Intravenous antibiotic treatment included cefazolin and gentamicin for two weeks after reimplantation, followed by oral cephalosporin for an additional fourteen days. Motor and sensory function of the hand and wrist was intact postoperatively. Wound-healing was normal, and the skin stitches were removed after two weeks. At three weeks after reimplantation, radiographs showed remarkable periosteal reaction without any evidence of inflammation or infection, and the girl was discharged (Fig. 3). At the six-week follow-up, the patient had no evidence of infection, and radiographs demonstrated callus formation around the fracture sites. A full-time long-arm posterior splint with elbow flexion of 90° was applied for three weeks after surgery, and intermittent passive elbow motion was permitted while wearing the protective splint for another three weeks. At three months, no discontinuity was evident between the reimplanted bone fragment and the humerus, and unrestricted daily activities were permitted (Fig. 4). At six months, outdoor and sports activities were normal; at eighteen months, the reimplanted segment was fully incorporated. The proximal and distal physes of the humerus appeared intact on radiographs, although a cubitus varus deformity had developed (Fig. 5). A corrective osteotomy for this deformity was performed at this time.

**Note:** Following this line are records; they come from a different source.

// Copyright 2025 the Espalier Authors
// SPDX-License-Identifier: Apache-2.0 OR MIT

//! The update passes around layout: fades, timers, opacity, host hooks.

use alloc::vec::Vec;
use smallvec::SmallVec;

use espalier_event_state::interaction::InteractionState;

use crate::tree::Tree;
use crate::types::{NodeId, Slot};

/// Per-frame inputs to [`Tree::update`].
///
/// `hot`/`pressed`/`focused` are the desktop-held pointers feeding each
/// node's interaction state; `style_opacity` resolves a style key plus that
/// state to an opacity multiplier, keeping the tree independent of any
/// particular skin representation.
pub struct UpdateEnv<'a> {
    /// Frame time since the previous update, in milliseconds.
    pub elapsed_ms: u64,
    /// Node currently under the pointer, if any.
    pub hot: Option<NodeId>,
    /// Node currently held by a pointer button, if any.
    pub pressed: Option<NodeId>,
    /// Node currently owning keyboard focus, if any.
    pub focused: Option<NodeId>,
    /// Style-driven opacity source.
    pub style_opacity: Option<&'a dyn Fn(Option<&str>, InteractionState) -> f64>,
}

impl core::fmt::Debug for UpdateEnv<'_> {
    fn fmt(&self, f: &mut core::fmt::Formatter<'_>) -> core::fmt::Result {
        f.debug_struct("UpdateEnv")
            .field("elapsed_ms", &self.elapsed_ms)
            .field("hot", &self.hot)
            .field("pressed", &self.pressed)
            .field("focused", &self.focused)
            .finish_non_exhaustive()
    }
}

impl UpdateEnv<'_> {
    /// A frame advancing by `elapsed_ms` with no pointer or focus inputs.
    pub fn new(elapsed_ms: u64) -> Self {
        Self {
            elapsed_ms,
            hot: None,
            pressed: None,
            focused: None,
            style_opacity: None,
        }
    }
}

/// Host callback visited once per live node during the update passes.
pub type NodeHook<'a> = &'a mut dyn FnMut(&mut Tree, NodeId);

impl Tree {
    /// Run the update pass over the subtree rooted at `root`.
    ///
    /// Per node: advance the opacity fade, drain timers that came due (see
    /// [`Tree::take_fired_timers`]), compute effective opacity, invoke
    /// `hook`, then recurse cosmetic children before logical ones. Both
    /// collections stay locked from just before the hook until the level's
    /// recursion finishes, so structural changes made by hooks are deferred
    /// and committed at that level's cleanup on the way out.
    pub fn update(&mut self, root: NodeId, env: &UpdateEnv<'_>, hook: NodeHook<'_>) {
        if !self.is_alive(root) {
            return;
        }
        self.update_node(root, 1.0, env, hook);
    }

    fn update_node(
        &mut self,
        id: NodeId,
        parent_opacity: f64,
        env: &UpdateEnv<'_>,
        hook: NodeHook<'_>,
    ) {
        #[allow(
            clippy::cast_precision_loss,
            reason = "frame deltas are far below 2^52 ms"
        )]
        let dt = env.elapsed_ms as f64;

        let mut fired: SmallVec<[u32; 2]> = SmallVec::new();
        {
            let n = self.node_mut(id);
            if let Some(fade) = n.fade {
                let step = fade.speed * dt / 1000.0;
                let gap = fade.target - n.opacity;
                if gap.abs() <= step {
                    n.opacity = fade.target;
                    n.fade = None;
                } else if gap < 0.0 {
                    n.opacity -= step;
                } else {
                    n.opacity += step;
                }
            }
            n.timers.retain(|t| {
                t.remaining_ms -= dt;
                if t.remaining_ms <= 0.0 {
                    fired.push(t.tag);
                    false
                } else {
                    true
                }
            });
        }
        for tag in fired {
            self.fired_timers.push((id, tag));
        }

        let state = self
            .interaction_state(
                id,
                env.hot == Some(id),
                env.pressed == Some(id),
                env.focused == Some(id),
            )
            .unwrap_or_default();
        let style_opacity = match env.style_opacity {
            Some(resolve) => resolve(self.style(id), state),
            None => 1.0,
        };
        let own = self.opacity(id).unwrap_or(1.0);
        let effective = (parent_opacity * style_opacity * own).clamp(0.0, 1.0);
        self.node_mut(id).effective_opacity = effective;

        self.lock_children(id);
        hook(self, id);
        let cosmetic: Vec<NodeId> = self.children(id, Slot::Cosmetic).to_vec();
        let logical: Vec<NodeId> = self.children(id, Slot::Logical).to_vec();
        for child in cosmetic {
            if self.owner_of(child) == Some((id, Slot::Cosmetic)) {
                self.update_node(child, effective, env, &mut *hook);
            }
        }
        for child in logical {
            if self.owner_of(child) == Some((id, Slot::Logical)) {
                self.update_node(child, effective, env, &mut *hook);
            }
        }
        self.unlock_children(id);
        self.cleanup_children(id);
    }

    /// Run the post-layout pass: `hook` sees final screen rectangles.
    ///
    /// Same traversal and lock discipline as [`Tree::update`], with no fade,
    /// timer, or opacity work.
    pub fn late_update(&mut self, root: NodeId, hook: NodeHook<'_>) {
        if !self.is_alive(root) {
            return;
        }
        self.late_update_node(root, hook);
    }

    fn late_update_node(&mut self, id: NodeId, hook: NodeHook<'_>) {
        self.lock_children(id);
        hook(self, id);
        let cosmetic: Vec<NodeId> = self.children(id, Slot::Cosmetic).to_vec();
        let logical: Vec<NodeId> = self.children(id, Slot::Logical).to_vec();
        for child in cosmetic {
            if self.owner_of(child) == Some((id, Slot::Cosmetic)) {
                self.late_update_node(child, &mut *hook);
            }
        }
        for child in logical {
            if self.owner_of(child) == Some((id, Slot::Logical)) {
                self.late_update_node(child, &mut *hook);
            }
        }
        self.unlock_children(id);
        self.cleanup_children(id);
    }
}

At the four-year (forty-six month) follow-up, there was no limitation of motion of the elbow or shoulder, and no pain or stiffness was apparent. Furthermore, there was no clinical motor weakness or sensory deficit below the distal part of the humerus, and radial nerve function of the wrist and hand was intact. Radiographs showed complete healing of the corrected cubitus varus and remodeling of the humerus, and the distal humeral physis appeared intact (Fig. 6). However, the right humerus was 5 mm shorter than the left. No episode of wound dehiscence or infection occurred after initial wound-healing; a large scar was visible on the right arm.
Disclosure: None of the authors received payments or services, either directly or indirectly (i.e., via his or her institution), from a third party in support of any aspect of this work. None of the authors, or their institution(s), have had any financial relationship, in the thirty-six months prior to submission of this work, with any entity in the biomedical arena that could be perceived to influence or have the potential to influence what is written in this work. Also, no author has had any other relationships, or has engaged in any other activities, that could be perceived to influence or have the potential to influence what is written in this work. The complete Disclosures of Potential Conflicts of Interest submitted by authors are always provided with the online version of the article.